Much has already been written about the need for correlation IDs in microservice architectures. If this is a new concept for you, I encourage you to read Building Microservices by Sam Newman. Or if you want a quick intro, try this blog post.

There are three ways I know of to pass a correlation ID around a NodeJS application:

  1. continuation-local storage
  2. async hooks
  3. function arguments

Continuation-local storage is what New Relic used for their instrumentation library, before apparently abandoning it for performance reasons. It’s pretty magic, and relies on “extensively monkeypatching the core platform” (quote).

Aync hooks are experimental at the time of writing (NodeJS v10.7.0). They’re also pretty magic! Despite the magic, I think they might soon be the recommended way of solving these problems, but for now I’m going to focus on the ‘manual’ approach: simple function arguments.

To start with, let’s pretend we’ve written a simple application which handles HTTP requests. It does the following:

  • takes a number and an operation from the request
  • looks up another number in the database
  • performs the operation on the two numbers
  • updates the database
  • returns the result

Here’s what the code might look like.

function add(a, b) {
  console.log(`Adding ${a} and ${b}`)
  return a + b
}

function subtract(a, b) {
  console.log(`Subtracting ${b} from ${a}`)
  return a - b
}

function createDbAccess() {
  let databaseValue = 5
  return {
    async get() {
      console.log(`Getting db val: ${databaseValue}`)
      return databaseValue
    }
    async set(n) {
      console.log(`Setting db val: ${n}`)
      databaseValue = n
    }
  }
}

async function modifyValue(n, op) {
  console.log("Starting")
  const db = createDbAccess()

  const dbVal = await db.get()

  const newVal = op === "add"
    ? add(n, dbVal)
    : subtract(n, dbVal)

  await db.set(newVal)

  console.log("Finished")
  return newVal
}

async function httpHandler(req, res) {
  const x = await modifyValue(
    req.params.number,
    req.params.operation
  )
  res.send(x)
}

Some of our functions write some logs.
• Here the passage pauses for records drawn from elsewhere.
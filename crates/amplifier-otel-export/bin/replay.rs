//! # Kernel Event Replay
//!
//! Drives the OpenTelemetry hook with a recorded or built-in stream of kernel
//! events and exports the result with the configured backend.
//!
//! Recorded streams are newline-delimited JSON, one record per line:
//!
//! ```text
//! {"event": "session:start", "data": {"session_id": "s1"}}
//! {"event": "tool:pre", "data": {"session_id": "s1", "tool_name": "bash"}}
//! ```
//!
//! ## Running
//!
//! ```bash
//! # Built-in scenario printed to the console
//! cargo run -p amplifier-otel-export --bin replay
//!
//! # Recorded events sent to a local collector
//! cargo run -p amplifier-otel-export --bin replay -- \
//!     --exporter otlp-http --file events.jsonl
//!
//! # Full configuration from a JSON file
//! cargo run -p amplifier-otel-export --bin replay -- --config otel.json
//! ```

use amplifier_otel::telemetry::BundleInfo;
use amplifier_otel::{logging, ExportMetrics, ExporterKind, HandoffMetrics, OtelConfig};
use amplifier_otel_export::mount;
use serde::Deserialize;
use serde_json::{json, Value};
use std::path::{Path, PathBuf};
use std::sync::Arc;
use std::time::Instant;

#[derive(Debug, Default)]
struct Args {
    config: Option<PathBuf>,
    exporter: Option<String>,
    file: Option<PathBuf>,
}

impl Args {
    fn parse() -> Result<Self, String> {
        let mut args = Self::default();
        let mut iter = std::env::args().skip(1);
        while let Some(flag) = iter.next() {
            let mut value = || iter.next().ok_or_else(|| format!("{flag} needs a value"));
            match flag.as_str() {
                "--config" => args.config = Some(PathBuf::from(value()?)),
                "--exporter" => args.exporter = Some(value()?),
                "--file" => args.file = Some(PathBuf::from(value()?)),
                other => return Err(format!("unknown argument: {other}")),
            }
        }
        Ok(args)
    }
}

#[derive(Debug, Deserialize)]
struct Record {
    event: String,
    #[serde(default)]
    data: Value,
}

fn load_config(args: &Args) -> Result<OtelConfig, Box<dyn std::error::Error>> {
    let mut config = match &args.config {
        Some(path) => {
            let raw: Value = serde_json::from_str(&std::fs::read_to_string(path)?)?;
            OtelConfig::from_value(&raw)?
        }
        None => OtelConfig::development(),
    };
    if let Some(kind) = &args.exporter {
        config.exporter = serde_json::from_value::<ExporterKind>(Value::String(kind.clone()))
            .map_err(|_| format!("unknown exporter {kind:?}; expected console, otlp-http, otlp-grpc or file"))?;
    }
    Ok(config)
}

fn load_records(path: &Path) -> Result<Vec<Record>, Box<dyn std::error::Error>> {
    let text = std::fs::read_to_string(path)?;
    let mut records = Vec::new();
    for (line_number, line) in text.lines().enumerate() {
        if line.trim().is_empty() {
            continue;
        }
        let record: Record = serde_json::from_str(line)
            .map_err(|e| format!("{}:{}: {e}", path.display(), line_number + 1))?;
        records.push(record);
    }
    Ok(records)
}

/// A parent session that forks a child during a tool call.
fn builtin_scenario() -> Vec<Record> {
    let parent = "replay-parent";
    let child = "replay-child";
    let events = [
        ("session:start", json!({"session_id": parent, "prompt": "refactor the parser"})),
        ("execution:start", json!({"session_id": parent})),
        ("prompt:submit", json!({"session_id": parent, "prompt": "refactor the parser"})),
        ("llm:request", json!({"session_id": parent, "provider": "anthropic", "model": "claude"})),
        (
            "llm:response",
            json!({"session_id": parent, "usage": {"input_tokens": 1200, "output_tokens": 310}}),
        ),
        ("tool:pre", json!({"session_id": parent, "tool_name": "task", "tool_input": {"agent": "explorer"}})),
        ("session:fork", json!({"session_id": child, "parent_id": parent})),
        ("execution:start", json!({"session_id": child})),
        ("tool:pre", json!({"session_id": child, "tool_name": "grep"})),
        ("tool:post", json!({"session_id": child, "tool_name": "grep", "result": "3 matches"})),
        ("context:compaction", json!({"session_id": child, "tokens_before": 9000, "tokens_after": 4000})),
        ("execution:end", json!({"session_id": child})),
        ("session:end", json!({"session_id": child, "status": "completed"})),
        ("tool:post", json!({"session_id": parent, "tool_name": "task"})),
        ("tool:pre", json!({"session_id": parent, "tool_name": "bash"})),
        (
            "tool:error",
            json!({"session_id": parent, "tool_name": "bash", "error": {"type": "timeout", "message": "timed out"}}),
        ),
        ("prompt:complete", json!({"session_id": parent})),
        ("execution:end", json!({"session_id": parent})),
        ("session:end", json!({"session_id": parent, "status": "completed"})),
    ];

    events
        .into_iter()
        .map(|(event, data)| Record {
            event: event.to_string(),
            data,
        })
        .collect()
}

fn print_counters(handoff: Option<Arc<HandoffMetrics>>, export: Option<Arc<ExportMetrics>>) {
    println!();
    println!("Counters");
    if let Some(handoff) = handoff {
        println!("   spans submitted:         {}", handoff.spans_submitted());
        println!("   spans dropped:           {}", handoff.spans_dropped());
        println!("   metric points submitted: {}", handoff.metric_points_submitted());
        println!("   metric points dropped:   {}", handoff.metric_points_dropped());
    }
    if let Some(export) = export {
        println!("   spans exported:          {}", export.spans_exported());
        println!("   metric points exported:  {}", export.metric_points_exported());
        println!("   batches exported:        {}", export.batches_exported());
        println!("   export errors:           {}", export.export_errors());
    }
}

#[tokio::main]
async fn main() -> Result<(), Box<dyn std::error::Error>> {
    logging::init_tracing();

    let args = Args::parse()?;
    let config = load_config(&args)?;
    let records = match &args.file {
        Some(path) => load_records(path)?,
        None => builtin_scenario(),
    };

    println!("Replaying {} events via {:?}", records.len(), config.exporter);
    let mounted = mount(&config)?;
    if !mounted.is_enabled() {
        println!("Telemetry is disabled (opt-out or nothing captured); events are ignored.");
    }

    let started = Instant::now();
    if args.file.is_none() {
        mounted
            .telemetry()
            .bundle_loaded(BundleInfo::new("foundation").with_version("1.0.0"), true);
    }
    for record in &records {
        mounted.hook().on_event(&record.event, &record.data);
    }
    let elapsed = started.elapsed();

    let handoff = mounted.handoff_metrics().cloned();
    let export = mounted.export_metrics().cloned();
    mounted.shutdown().await?;

    print_counters(handoff, export);
    println!(
        "Handled {} events in {:.2?} ({:.0} events/s)",
        records.len(),
        elapsed,
        records.len() as f64 / elapsed.as_secs_f64().max(f64::EPSILON)
    );
    Ok(())
}
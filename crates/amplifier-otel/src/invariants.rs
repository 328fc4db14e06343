//! Debug assertion macros for span tree invariants.
//!
//! Only active in debug builds (`#[cfg(debug_assertions)]`), so there is zero
//! overhead in release builds.

// =============================================================================
// Trace propagation
// =============================================================================

/// Assert that a child span continues its parent's trace.
///
/// **Invariant**: `child.trace_id == parent.trace_id ∧ child.parent == parent.span_id`
///
/// Used in: `SessionSpanTree::push_tool()`, `SpanManager` fork handling
macro_rules! debug_assert_child_of {
    ($child:expr, $parent:expr) => {
        debug_assert!(
            $child.trace_id == $parent.trace_id && $child.parent_span_id == Some($parent.span_id),
            "span {:016x} is not a child of {:016x} in trace {:032x}",
            $child.span_id,
            $parent.span_id,
            $parent.trace_id
        )
    };
}

// =============================================================================
// Sampling inheritance
// =============================================================================

/// Assert that a descendant kept the root's sampling decision.
///
/// **Invariant**: `descendant.sampled == root.sampled`
///
/// Used in: `SessionSpanTree` span creation
macro_rules! debug_assert_sampling_inherited {
    ($descendant:expr, $root:expr) => {
        debug_assert!(
            $descendant.sampled == $root.sampled,
            "span {:016x} changed the sampling decision of its trace",
            $descendant.span_id
        )
    };
}

// =============================================================================
// Session close
// =============================================================================

/// Assert that closing a session left nothing open.
///
/// **Invariant**: `session closed → tool_stack = ∅ ∧ turn = ∅ ∧ paired = ∅`
///
/// Used in: `SessionSpanTree::close()`
macro_rules! debug_assert_tree_drained {
    ($tree:expr) => {
        debug_assert!(
            $tree.open_span_count() == 1,
            "session {} closed with {} spans besides the root still open",
            $tree.session_id(),
            $tree.open_span_count().saturating_sub(1)
        )
    };
}

// =============================================================================
// Re-exports for crate-internal use
// =============================================================================

pub(crate) use debug_assert_child_of;
pub(crate) use debug_assert_sampling_inherited;
pub(crate) use debug_assert_tree_drained;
We want these logs to include correlation IDs, so let’s try doing that.

Explicit function arguments

Our first attempt at refactoring this is to take the correlation ID from the request object and pass it around to any functions which need it.

function add(correlationID, a, b) {
  console.log(`Adding ${a} and ${b}`, correlationID)
  return a + b
}

function subtract(correlationID, a, b) {
  console.log(`Subtracting ${b} from ${a}`, correlationID)
  return a - b
}

function createDbAccess() {
  let databaseValue = 5
  return {
    async get(correlationID) {
      console.log(`Getting db val: ${databaseValue}`, correlationID)
      return databaseValue
    }
    async set(correlationID, n) {
      console.log(`Setting db val: ${n}`, correlationID)
      databaseValue = n
    }
  }
}
const db = createDbAccess()

async function modifyValue(correlationID, n, op) {
  console.log("Starting", correlationID)

  const dbVal = await db.get(correlationID)

  const newVal = op === "add"
    ? add(correlationID, n, dbVal)
    : subtract(correlationID, n, dbVal)

  await db.set(correlationID, newVal)

  console.log("Finished", correlationID)
  return newVal
}

async function httpHandler(req, res) {
  const correlationID = req.headers["X-Correlation-Id"]
  const x = await modifyValue(
    correlationID,
    req.params.number,
    req.params.operation
  )
  res.send(x)
}

We can think of our functions as being called in a tree. In general I guess it’s a directed graph, but a tree will do fine here.

  • httpHandler
    • addToStoredValue
      • getFromDatabase
      • add

This tree is tiny, but most real-world applications will have significantly larger function call trees. Manually passing a value all the way from the root (httpHandler) to the leaf nodes can get pretty cumbersome.

‘Constructor’ dependency injection

Here, we organise our function into components/modules/classes (or whatever you want). Instead of passing the correlation ID to each function, we pass it to the function which creates the component. Any function in that module then has access to it.

function createCalculator(correlationID) {
  return {
    add(a, b) {
      console.log(`Adding ${a} and ${b}`, correlationID)
      return a + b
    },

    subtract(a, b) {
      console.log(`Subtracting ${b} from ${a}`, correlationID)
      return a - b
    },
  }
}

function createDbAccess(correlationID) {
  let databaseValue = 5
  return {
    async get() {
      console.log(`Getting db val: ${databaseValue}`, correlationID)
      return databaseValue
    }
    async set(n) {
      console.log(`Setting db val: ${n}`, correlationID)
      databaseValue = n
    }
  }
}

function createBusinessLogic(correlationID, db, calculator) {
  return {
    async modifyValue(n) {
      console.log("Starting", correlationID)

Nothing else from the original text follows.